[What the exercise asks] For each line of the listing that includes the word "next", show the whole line.

[Material supplied]
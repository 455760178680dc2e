pub mod config;
pub mod logging_system;
pub mod shutdown;
pub mod tail;

pub use config::{CONFIG_ENV_VAR, Config, ConfigError, DiagnosticLevel, LogFormat, ShutdownMode};
pub use logging_system::{
    LoggingError, LoggingSystem, setup_logging_safe, setup_logging_with_format,
};
pub use shutdown::{ShutdownSignal, SignalHandler, wait_for_signal};
pub use tail::{TailApp, TailConfig};

use crate::consumer::ConsumerError;
use crate::domain::LogLevel;
use crate::logger::Logger;
use crate::pipeline::{Pipeline, PipelineError, ShutdownReport};
use crate::sender::{AmqpGateway, MetricsError};
use std::sync::Arc;
use thiserror::Error;
use tokio::io::{AsyncBufRead, AsyncBufReadExt, BufReader};
use tokio_util::sync::CancellationToken;
use tracing::{debug, error, info, warn};

#[derive(Error, Debug)]
pub enum AppError {
    #[error(transparent)]
    Config(#[from] ConfigError),
    #[error(transparent)]
    Logging(#[from] LoggingError),
    #[error(transparent)]
    Pipeline(#[from] PipelineError),
    #[error(transparent)]
    Consumer(#[from] ConsumerError),
    #[error(transparent)]
    Metrics(#[from] MetricsError),
    #[error("I/O error: {0}")]
    Io(#[from] std::io::Error),
}

/// Tag used for stdin lines that do not carry their own level and tag.
pub const STDIN_TAG: &str = "stdin";

/// The shipper process: stdin in, batches out.
pub struct App {
    config: Config,
    pipeline: Arc<Pipeline>,
    signals: SignalHandler,
}

impl App {
    pub fn from_args<I, T>(args: I) -> Result<Self, AppError>
    where
        I: IntoIterator<Item = T>,
        T: Into<std::ffi::OsString> + Clone,
    {
        let config = Config::from_args(args)?;
        Self::from_config(config)
    }

    pub fn from_config(config: Config) -> Result<Self, AppError> {
        if let Err(e) = setup_logging_with_format(config.log_level, config.log_format) {
            eprintln!("Warning: {e}");
        }

        let gateway = Arc::new(AmqpGateway::new(config.amqp_settings()));
        let pipeline = Arc::new(Pipeline::new(config.pipeline_config()?, gateway)?);

        info!("Starting rask-log-shipper v{}", crate::VERSION);
        info!(
            device_id = %pipeline.config().device_id,
            broker = %format!("{}:{}", config.broker_host, config.broker_port),
            exchange = %config.exchange,
            batch_size = config.batch_size,
            "Configuration loaded"
        );

        Ok(Self {
            config,
            pipeline,
            signals: SignalHandler::new(),
        })
    }

    pub fn pipeline(&self) -> &Arc<Pipeline> {
        &self.pipeline
    }

    pub async fn run(self) -> Result<ShutdownReport, AppError> {
        let shutdown = self.signals.token();
        let listener = self.signals.install();

        self.spawn_metrics_server(shutdown.child_token())?;
        self.pipeline.start()?;

        let logger = self.pipeline.logger();
        let signals = self.signals.clone();
        let reader = tokio::spawn(async move {
            let stdin = BufReader::new(tokio::io::stdin());
            let result = ingest(stdin, &logger, signals.token()).await;
            if let Err(e) = &result {
                error!(error = %e, "Failed to read stdin");
            }
            // End of input ends the process like a signal would
            signals.trigger();
            result
        });

        info!("rask-log-shipper is running. Press Ctrl+C to stop.");
        shutdown.cancelled().await;

        let report = self.pipeline.stop().await?;
        listener.abort();
        reader.abort();

        info!(
            delivered = report.delivered_lines,
            abandoned = report.abandoned_lines,
            "rask-log-shipper stopped"
        );
        Ok(report)
    }

    #[cfg(feature = "metrics")]
    fn spawn_metrics_server(&self, shutdown: CancellationToken) -> Result<(), AppError> {
        use crate::sender::PrometheusExporter;

        if !self.config.enable_metrics {
            return Ok(());
        }
        let pipeline = self.pipeline.clone();
        let exporter = PrometheusExporter::new(Arc::new(move || pipeline.metrics()))?;
        let port = self.config.metrics_port;
        tokio::spawn(async move {
            if let Err(e) = exporter.serve(port, shutdown).await {
                warn!(port, error = %e, "Metrics endpoint stopped");
            }
        });
        info!(port, "Metrics endpoint enabled");
        Ok(())
    }

    #[cfg(not(feature = "metrics"))]
    fn spawn_metrics_server(&self, _shutdown: CancellationToken) -> Result<(), AppError> {
        if self.config.enable_metrics {
            warn!("Metrics requested but the binary was built without the `metrics` feature");
        }
        Ok(())
    }
}

/// Feeds every line of `input` into `logger` until EOF or cancellation.
/// Returns the number of lines read.
pub async fn ingest<R>(input: R, logger: &Logger, cancel: CancellationToken) -> std::io::Result<u64>
where
    R: AsyncBufRead + Unpin,
{
    let mut lines = input.lines();
    let mut count = 0u64;
    loop {
        let next = tokio::select! {
            () = cancel.cancelled() => break,
            next = lines.next_line() => next?,
        };
        let Some(line) = next else {
            debug!(lines = count, "End of input");
            break;
        };
        count += 1;
        ingest_line(logger, &line);
    }
    Ok(count)
}

/// `<L> <tag>: <message>` lines keep their level and tag; anything else is
/// logged at Info under [`STDIN_TAG`]. Blank lines are skipped.
pub fn ingest_line(logger: &Logger, line: &str) {
    let line = line.trim_end_matches('\r');
    if line.trim().is_empty() {
        return;
    }
    if let Some((label, rest)) = line.split_once(' ')
        && LogLevel::is_supported(label)
        && let Some((tag, message)) = rest.split_once(": ")
        && !tag.is_empty()
        && logger.submit_raw(label, tag, message).is_ok()
    {
        return;
    }
    logger.i(STDIN_TAG, line);
}

/// Entry point of the `rask-log-shipper` binary.
pub async fn main() -> Result<ShutdownReport, AppError> {
    App::from_args(std::env::args_os())?.run().await
}
pub mod engine;
pub mod service;

pub use engine::{DeliveryEngine, DeliveryEngineParts, DeliveryError, EngineState, TickReport};
pub use service::{
    Pipeline, PipelineConfig, PipelineError, ShutdownPolicy, ShutdownReport,
};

[Exercise response]
        let next = tokio::select! {
            next = lines.next_line() => next?,
        let Some(line) = next else {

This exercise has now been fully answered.